3.4.3. CUPRAC Method

The CUPRAC method is based on the reduction of the cupric neocuproine complex (Cu(II)-Nc) to the cuprous form (Cu(I)-Nc) by examined antioxidants [27]. In this method, the applied CUPRAC test solution is usually prepared using CuCl₂ (final concentration of Cu(II) in the solution was 10 mM), neocuproine in absolute ethanol (final concentration 7.5 mM), and 1.0 M CH₃COOH/CH₃COONH₄ buffer solution at pH = 7.0. The reagents are measured as follows: 500 µL of Cu(II) solution+ 500 µL of Nc solution + 500 µL of buffer + 100 µL of tested plant extracts dissolved in a mixture containing hexane: ethyl acetate (in the ratio 4:1, v/v). + 450 µL of water. The obtained mixture was vigorously shaken for 30 s and left in the dark for 60 min.
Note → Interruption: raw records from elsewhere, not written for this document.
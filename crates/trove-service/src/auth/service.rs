//! Registration and login orchestration.
//!
//! `AuthService` is constructed once at process start from `Settings` and
//! passed by reference into handlers; there are no ambient globals. Login
//! failures are reported with one generic error regardless of cause (unknown
//! email, wrong password, or lockout), and unknown emails still pay for a
//! full hash verification so timing does not reveal account existence.

use diesel::SqliteConnection;

use trove_core::config::{PasswordPolicyConfig, Settings};
use trove_core::constants::MAX_NAME_LENGTH;
use trove_core::util::ident::new_record_id;
use trove_db::error::DbError;
use trove_db::model::account::{Account, NewAccount};
use trove_db::store::credential;

use crate::error::{ServiceError, ServiceResult};

use super::lockout::LockoutPolicy;
use super::password;
use super::session::{SessionContext, SessionGrant};
use super::validate;

/// Registration request fields.
#[derive(Debug, Clone, Copy)]
pub struct RegisterInput<'a> {
    pub email: &'a str,
    pub first_name: &'a str,
    pub last_name: &'a str,
    pub password: &'a str,
}

pub struct AuthService {
    lockout: LockoutPolicy,
    approved_email_domain: Option<String>,
    password_policy: PasswordPolicyConfig,
}

impl AuthService {
    #[must_use]
    pub const fn new(
        lockout: LockoutPolicy,
        approved_email_domain: Option<String>,
        password_policy: PasswordPolicyConfig,
    ) -> Self {
        Self {
            lockout,
            approved_email_domain,
            password_policy,
        }
    }

    #[must_use]
    pub fn from_settings(settings: &Settings) -> Self {
        Self::new(
            LockoutPolicy::from_settings(settings),
            settings.auth.approved_email_domain.clone(),
            settings.auth.password.clone(),
        )
    }

    /// ## Summary
    /// Registers a new account: validates every field, generates the id,
    /// hashes the password, and inserts. New accounts are never admins.
    ///
    /// ## Errors
    /// - `ValidationError` for malformed or denylisted input.
    /// - `DuplicateEmail` when the email is taken; its user-facing message is
    ///   generic so registration cannot be used to enumerate accounts.
    #[tracing::instrument(skip(self, conn, input))]
    pub fn register(
        &self,
        conn: &mut SqliteConnection,
        input: &RegisterInput<'_>,
    ) -> ServiceResult<Account> {
        validate::validate_email(input.email, self.approved_email_domain.as_deref())?;
        validate::validate_password_strength(input.password, &self.password_policy)?;
        validate::validate_free_text("First name", input.first_name, MAX_NAME_LENGTH)?;
        validate::validate_free_text("Last name", input.last_name, MAX_NAME_LENGTH)?;

        let id = new_record_id();
        let password_hash = password::hash_password(input.password)?;

        let new_account = NewAccount {
            id: &id,
            email: input.email,
            first_name: input.first_name,
            last_name: input.last_name,
            password_hash: &password_hash,
            is_admin: false,
        };

        let account = credential::create(conn, &new_account).map_err(|err| match err {
            DbError::DuplicateEmail => {
                tracing::debug!("Registration rejected: email already in use");
                ServiceError::DuplicateEmail
            }
            other => ServiceError::DatabaseError(other),
        })?;

        tracing::info!(account_id = %account.id, "Account registered");

        Ok(account)
    }

    /// ## Summary
    /// Authenticates an account and issues a session grant.
    ///
    /// Failure handling, in order:
    /// 1. Unknown email: verify against the decoy hash first so the attempt
    ///    costs as much as a real one, then fail generically.
    /// 2. Locked account: bump the (bounded) counter and fail with the same
    ///    generic error as a wrong password.
    /// 3. Wrong password: bump the counter and fail generically.
    /// 4. Success: reset the counter and issue the grant.
    ///
    /// ## Errors
    /// `AuthenticationFailed` for every credential failure; database errors
    /// pass through.
    #[tracing::instrument(skip(self, conn, email, login_password))]
    pub fn login(
        &self,
        conn: &mut SqliteConnection,
        email: &str,
        login_password: &str,
    ) -> ServiceResult<SessionGrant> {
        let Some(account) = credential::find_by_email(conn, email)? else {
            let _ = password::verify_password(login_password, password::DECOY_HASH);
            tracing::debug!("Login failed: unknown email");
            return Err(ServiceError::AuthenticationFailed);
        };

        if self.lockout.is_locked(&account) {
            credential::increment_failed_logins(conn, &account.id)?;
            tracing::debug!(account_id = %account.id, "Login rejected: account locked");
            return Err(ServiceError::AuthenticationFailed);
        }

        if !password::verify_password(login_password, &account.password_hash)? {
            credential::increment_failed_logins(conn, &account.id)?;
            tracing::debug!(account_id = %account.id, "Login failed: wrong password");
            return Err(ServiceError::AuthenticationFailed);
        }

        credential::reset_failed_logins(conn, &account.id)?;
        tracing::info!(account_id = %account.id, "Login succeeded");

        Ok(SessionGrant::for_account(&account))
    }

    /// ## Summary
    /// Invalidates the session binding. Idempotent: logging out twice is not
    /// an error.
    pub fn logout(ctx: &mut SessionContext) {
        if ctx.is_authenticated() {
            tracing::debug!("Session cleared");
        }
        ctx.clear();
    }
}
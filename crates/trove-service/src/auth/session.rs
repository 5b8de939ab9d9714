//! Request-scoped session identity.
//!
//! A `SessionContext` is the binding between one transport-level client
//! context and an account id. It is owned by a single request; storage and
//! expiry of the binding across requests belong to the embedding transport.

use diesel::SqliteConnection;
use serde::{Deserialize, Serialize};

use trove_db::model::account::Account;
use trove_db::store::credential;

use crate::error::{ServiceError, ServiceResult};

/// Proof of a successful login, bound to an account id.
#[derive(Debug, Clone, PartialEq, Eq, Serialize, Deserialize)]
pub struct SessionGrant {
    pub account_id: String,
    pub issued_at: chrono::DateTime<chrono::Utc>,
}

impl SessionGrant {
    #[must_use]
    pub fn for_account(account: &Account) -> Self {
        Self {
            account_id: account.id.clone(),
            issued_at: chrono::Utc::now(),
        }
    }
}

/// The identity bound to the current request, or none when unauthenticated.
#[derive(Debug, Clone, Default, PartialEq, Eq)]
pub struct SessionContext {
    account_id: Option<String>,
}

impl SessionContext {
    #[must_use]
    pub const fn anonymous() -> Self {
        Self { account_id: None }
    }

    /// Bind this context to the account named by a grant, replacing any
    /// previous binding.
    pub fn establish(&mut self, grant: &SessionGrant) {
        self.account_id = Some(grant.account_id.clone());
    }

    /// Drop the binding. Clearing an already-anonymous context is a no-op,
    /// which makes logout idempotent.
    pub fn clear(&mut self) {
        self.account_id = None;
    }

    #[must_use]
    pub fn account_id(&self) -> Option<&str> {
        self.account_id.as_deref()
    }

    #[must_use]
    pub const fn is_authenticated(&self) -> bool {
        self.account_id.is_some()
    }
}

/// ## Summary
/// Resolves the account bound to the current session, or `None` when the
/// context is anonymous or the binding is stale (account no longer exists).
///
/// ## Errors
/// Returns database errors from the account lookup.
pub fn resolve_current(
    conn: &mut SqliteConnection,
    ctx: &SessionContext,
) -> ServiceResult<Option<Account>> {
    match ctx.account_id() {
        None => Ok(None),
        Some(account_id) => Ok(credential::find_by_id(conn, account_id)?),
    }
}

/// ## Summary
/// Resolves the current account or fails the precondition: operations that
/// require an authenticated identity call this first.
///
/// ## Errors
/// Returns `NotAuthenticated` when no account is bound, or database errors
/// from the lookup.
pub fn require_current(conn: &mut SqliteConnection, ctx: &SessionContext) -> ServiceResult<Account> {
    resolve_current(conn, ctx)?.ok_or(ServiceError::NotAuthenticated)
}
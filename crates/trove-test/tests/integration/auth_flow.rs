//! Registration and login flows, including the generic-failure and
//! concurrency guarantees.

use std::sync::Barrier;

use trove_service::auth::RegisterInput;
use trove_service::error::ServiceError;

use super::helpers::{TEST_DOMAIN, TEST_PASSWORD, TestDb, auth_service, register, reload};

#[test_log::test]
fn register_then_login_succeeds() {
    let db = TestDb::new().expect("Failed to create test database");
    let service = auth_service();

    let account = register(&db, &service, "alice");
    assert!(!account.is_admin);
    assert_eq!(account.failed_login_count, 0);

    let grant = service
        .login(&mut db.conn(), &account.email, TEST_PASSWORD)
        .expect("Login failed");
    assert_eq!(grant.account_id, account.id);
}

#[test_log::test]
fn duplicate_registration_fails_generically() {
    let db = TestDb::new().expect("Failed to create test database");
    let service = auth_service();

    register(&db, &service, "alice");

    let err = service
        .register(
            &mut db.conn(),
            &RegisterInput {
                email: &format!("alice@{TEST_DOMAIN}"),
                first_name: "Another",
                last_name: "Alice",
                password: TEST_PASSWORD,
            },
        )
        .expect_err("Second registration should fail");

    assert!(matches!(err, ServiceError::DuplicateEmail));
    // The user-facing message must not confirm that the address exists
    assert!(!err.to_string().to_lowercase().contains("already"));
}

#[test_log::test]
fn registration_validates_input() {
    let db = TestDb::new().expect("Failed to create test database");
    let service = auth_service();
    let mut conn = db.conn();

    let email = format!("alice@{TEST_DOMAIN}");
    let base = RegisterInput {
        email: &email,
        first_name: "Alice",
        last_name: "Example",
        password: TEST_PASSWORD,
    };

    let cases = [
        RegisterInput {
            email: "alice@unapproved.example",
            ..base
        },
        RegisterInput {
            email: "not-an-email",
            ..base
        },
        RegisterInput {
            email: "<script>@approved.example",
            ..base
        },
        RegisterInput {
            password: "weak",
            ..base
        },
        RegisterInput {
            password: "alllowercase1!",
            ..base
        },
        RegisterInput {
            first_name: "",
            ..base
        },
        RegisterInput {
            last_name: "O'Brien<script>",
            ..base
        },
    ];

    for input in cases {
        let err = service
            .register(&mut conn, &input)
            .expect_err("Registration should be rejected");
        assert!(
            matches!(err, ServiceError::ValidationError(_)),
            "unexpected error for {input:?}: {err}"
        );
    }
}

#[test_log::test]
fn login_failures_are_uniform() {
    let db = TestDb::new().expect("Failed to create test database");
    let service = auth_service();

    let account = register(&db, &service, "alice");

    let unknown = service
        .login(&mut db.conn(), &format!("ghost@{TEST_DOMAIN}"), TEST_PASSWORD)
        .expect_err("Unknown email should fail");
    let wrong = service
        .login(&mut db.conn(), &account.email, "Wrong1!aaaa")
        .expect_err("Wrong password should fail");

    assert!(matches!(unknown, ServiceError::AuthenticationFailed));
    assert!(matches!(wrong, ServiceError::AuthenticationFailed));
    assert_eq!(unknown.to_string(), wrong.to_string());
}

#[test_log::test]
fn failed_logins_count_and_successful_login_resets() {
    let db = TestDb::new().expect("Failed to create test database");
    let service = auth_service();

    let account = register(&db, &service, "alice");

    for _ in 0..2 {
        let _ = service.login(&mut db.conn(), &account.email, "Wrong1!aaaa");
    }
    assert_eq!(reload(&db, &account.id).failed_login_count, 2);

    service
        .login(&mut db.conn(), &account.email, TEST_PASSWORD)
        .expect("Login failed");
    assert_eq!(reload(&db, &account.id).failed_login_count, 0);
}

#[test_log::test]
fn concurrent_registration_has_exactly_one_winner() {
    let db = TestDb::new().expect("Failed to create test database");
    let service = auth_service();
    let email = format!("race@{TEST_DOMAIN}");
    let barrier = Barrier::new(2);

    let results: Vec<_> = std::thread::scope(|scope| {
        let handles: Vec<_> = (0..2)
            .map(|_| {
                scope.spawn(|| {
                    let mut conn = db.conn();
                    barrier.wait();
                    service.register(
                        &mut conn,
                        &RegisterInput {
                            email: &email,
                            first_name: "Race",
                            last_name: "Entrant",
                            password: TEST_PASSWORD,
                        },
                    )
                })
            })
            .collect();

        handles
            .into_iter()
            .map(|handle| handle.join().expect("Thread panicked"))
            .collect()
    });

    let winners = results.iter().filter(|result| result.is_ok()).count();
    assert_eq!(winners, 1, "exactly one registration must win");
    assert!(
        results
            .iter()
            .any(|result| matches!(result, Err(ServiceError::DuplicateEmail))),
        "the loser must observe a duplicate-email failure"
    );
}
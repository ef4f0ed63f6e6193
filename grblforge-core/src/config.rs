//! `grblforge.toml` loading.
//!
//! Lookup order: an explicit path, then `./grblforge.toml`, then
//! `<config dir>/grblforge/config.toml`, then built-in defaults.

use std::path::{Path, PathBuf};
use std::time::Duration;

use chrono::format::{Item, StrftimeItems};
use serde::Deserialize;
use tracing::{debug, info};

use crate::build::{BuildSettings, CommandBuilder, ENV_PLACEHOLDER};
use crate::error::{ForgeError, Result};
use crate::flags::{self, RuleTable};
use crate::profile::ProfileSource;
use crate::render::{self, BuildTemplate};

/// File name looked up in the working directory.
pub const LOCAL_CONFIG: &str = "grblforge.toml";

/// Sienci Labs machine profiles built when nothing else is configured.
pub const DEFAULT_PROFILE_URLS: &[&str] = &[
    "https://raw.githubusercontent.com/Sienci-Labs/grblhal-profiles/main/profiles/altmill.json",
    "https://raw.githubusercontent.com/Sienci-Labs/grblhal-profiles/main/profiles/longmill.json",
];

#[derive(Debug, Clone, Deserialize)]
#[serde(default)]
pub struct ForgeConfig {
    /// Profile URLs or local paths, in build order.
    pub profiles: Vec<String>,
    /// Generated `platformio.ini` path for `generate`.
    pub output: PathBuf,
    /// External template; the embedded one when unset.
    pub template: Option<PathBuf>,
    /// External rule table; the embedded one when unset.
    pub rules: Option<PathBuf>,
    pub fetch: FetchConfig,
    pub build: BuildConfig,
    pub manifest: ManifestConfig,
}

#[derive(Debug, Clone, Deserialize)]
#[serde(default)]
pub struct FetchConfig {
    pub user_agent: String,
    /// Seconds; 0 disables the timeout.
    pub timeout_secs: u64,
}

#[derive(Debug, Clone, Deserialize)]
#[serde(default)]
pub struct BuildConfig {
    /// Firmware source tree the builder runs in.
    pub firmware_dir: PathBuf,
    /// Config file written into `firmware_dir` for each build.
    pub config_name: String,
    pub output_dir: PathBuf,
    pub program: String,
    /// `{env}` is replaced by the environment identifier.
    pub build_args: Vec<String>,
    /// Empty disables the clean step.
    pub clean_args: Vec<String>,
    pub artifact_extensions: Vec<String>,
    pub artifact_prefix: String,
    /// chrono format for the artifact timestamp.
    pub timestamp_format: String,
}

#[derive(Debug, Clone, Deserialize)]
#[serde(default)]
pub struct ManifestConfig {
    pub dir: PathBuf,
    pub out: PathBuf,
    /// Prefix of each entry's web path.
    pub web_prefix: String,
}

impl Default for ForgeConfig {
    fn default() -> Self {
        Self {
            profiles: DEFAULT_PROFILE_URLS.iter().map(|s| s.to_string()).collect(),
            output: PathBuf::from("platformio.ini"),
            template: None,
            rules: None,
            fetch: FetchConfig::default(),
            build: BuildConfig::default(),
            manifest: ManifestConfig::default(),
        }
    }
}

impl Default for FetchConfig {
    fn default() -> Self {
        Self {
            user_agent: format!("grblforge/{}", env!("CARGO_PKG_VERSION")),
            timeout_secs: 30,
        }
    }
}

impl Default for BuildConfig {
    fn default() -> Self {
        let pio = CommandBuilder::default();
        Self {
            firmware_dir: PathBuf::from("."),
            config_name: "platformio.ini".to_string(),
            output_dir: PathBuf::from("public/firmware"),
            program: pio.program,
            build_args: pio.build_args,
            clean_args: pio.clean_args.unwrap_or_default(),
            artifact_extensions: vec!["hex".to_string()],
            artifact_prefix: String::new(),
            timestamp_format: "%Y%m%d".to_string(),
        }
    }
}

impl Default for ManifestConfig {
    fn default() -> Self {
        Self {
            dir: PathBuf::from("public/firmware"),
            out: PathBuf::from("public/firmware_manifest.json"),
            web_prefix: "firmware".to_string(),
        }
    }
}

impl ForgeConfig {
    /// Parse a config file.
    pub fn load(path: &Path) -> Result<Self> {
        if !path.is_file() {
            return Err(ForgeError::MissingFile {
                path: path.to_path_buf(),
            });
        }
        let content = std::fs::read_to_string(path).map_err(|e| ForgeError::io(path, e))?;
        let config: Self = toml::from_str(&content)
            .map_err(|e| ForgeError::Config(format!("{}: {}", path.display(), e)))?;
        config.validate()?;
        info!("Loaded config from {:?}", path);
        Ok(config)
    }

    /// Find and load the config. An explicit path must exist; the implicit
    /// locations are skipped when absent.
    pub fn discover(explicit: Option<&Path>) -> Result<Self> {
        if let Some(path) = explicit {
            return Self::load(path);
        }
        for candidate in Self::candidates() {
            if candidate.is_file() {
                return Self::load(&candidate);
            }
            debug!("No config at {:?}", candidate);
        }
        debug!("Using built-in config defaults");
        Ok(Self::default())
    }

    fn candidates() -> Vec<PathBuf> {
        let mut paths = vec![PathBuf::from(LOCAL_CONFIG)];
        if let Some(dir) = dirs::config_dir() {
            paths.push(dir.join("grblforge").join("config.toml"));
        }
        paths
    }

    fn validate(&self) -> Result<()> {
        if self.profiles.is_empty() {
            return Err(ForgeError::Config("no profile sources configured".into()));
        }
        if self.build.artifact_extensions.is_empty() {
            return Err(ForgeError::Config(
                "build.artifact_extensions must not be empty".into(),
            ));
        }
        if StrftimeItems::new(&self.build.timestamp_format).any(|item| matches!(item, Item::Error)) {
            return Err(ForgeError::Config(format!(
                "invalid build.timestamp_format {:?}",
                self.build.timestamp_format
            )));
        }
        if !self.build.build_args.iter().any(|a| a.contains(ENV_PLACEHOLDER)) {
            return Err(ForgeError::Config(format!(
                "build.build_args must contain {}",
                ENV_PLACEHOLDER
            )));
        }
        Ok(())
    }

    pub fn sources(&self) -> Vec<ProfileSource> {
        self.profiles.iter().map(|s| ProfileSource::parse(s)).collect()
    }

    pub fn fetch_timeout(&self) -> Option<Duration> {
        (self.fetch.timeout_secs > 0).then(|| Duration::from_secs(self.fetch.timeout_secs))
    }

    /// The configured rule table, or the embedded default.
    pub fn load_rules(&self) -> Result<RuleTable> {
        match &self.rules {
            Some(path) => flags::load_rules(path),
            None => Ok(flags::default_rules()),
        }
    }

    /// The configured template, or the embedded default.
    pub fn load_template(&self) -> Result<BuildTemplate> {
        match &self.template {
            Some(path) => render::load_template(path),
            None => Ok(render::default_template()),
        }
    }

    pub fn command_builder(&self) -> CommandBuilder {
        CommandBuilder {
            program: self.build.program.clone(),
            build_args: self.build.build_args.clone(),
            clean_args: (!self.build.clean_args.is_empty()).then(|| self.build.clean_args.clone()),
        }
    }

    /// Driver settings with the artifact timestamp already formatted.
    pub fn build_settings(&self, timestamp: String, clean: bool) -> BuildSettings {
        BuildSettings {
            firmware_dir: self.build.firmware_dir.clone(),
            config_name: self.build.config_name.clone(),
            output_dir: self.build.output_dir.clone(),
            artifact_extensions: self.build.artifact_extensions.clone(),
            artifact_prefix: self.build.artifact_prefix.clone(),
            timestamp,
            clean,
        }
    }
}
Then, it was poured into an optical glass cuvette and immediately placed in a spectrophotometer to measure the increase in absorbance at 450 nm at room temperature.

A mixture containing all reagents and 100 µL of extraction solvent (n-hexane: ethyl acetate (4:1, v/v)) was used to zero the spectrophotometer. The antioxidant properties were expressed as the absorbance values of the colored complex formed during the reaction after the reduction of Cu (II) by antioxidants.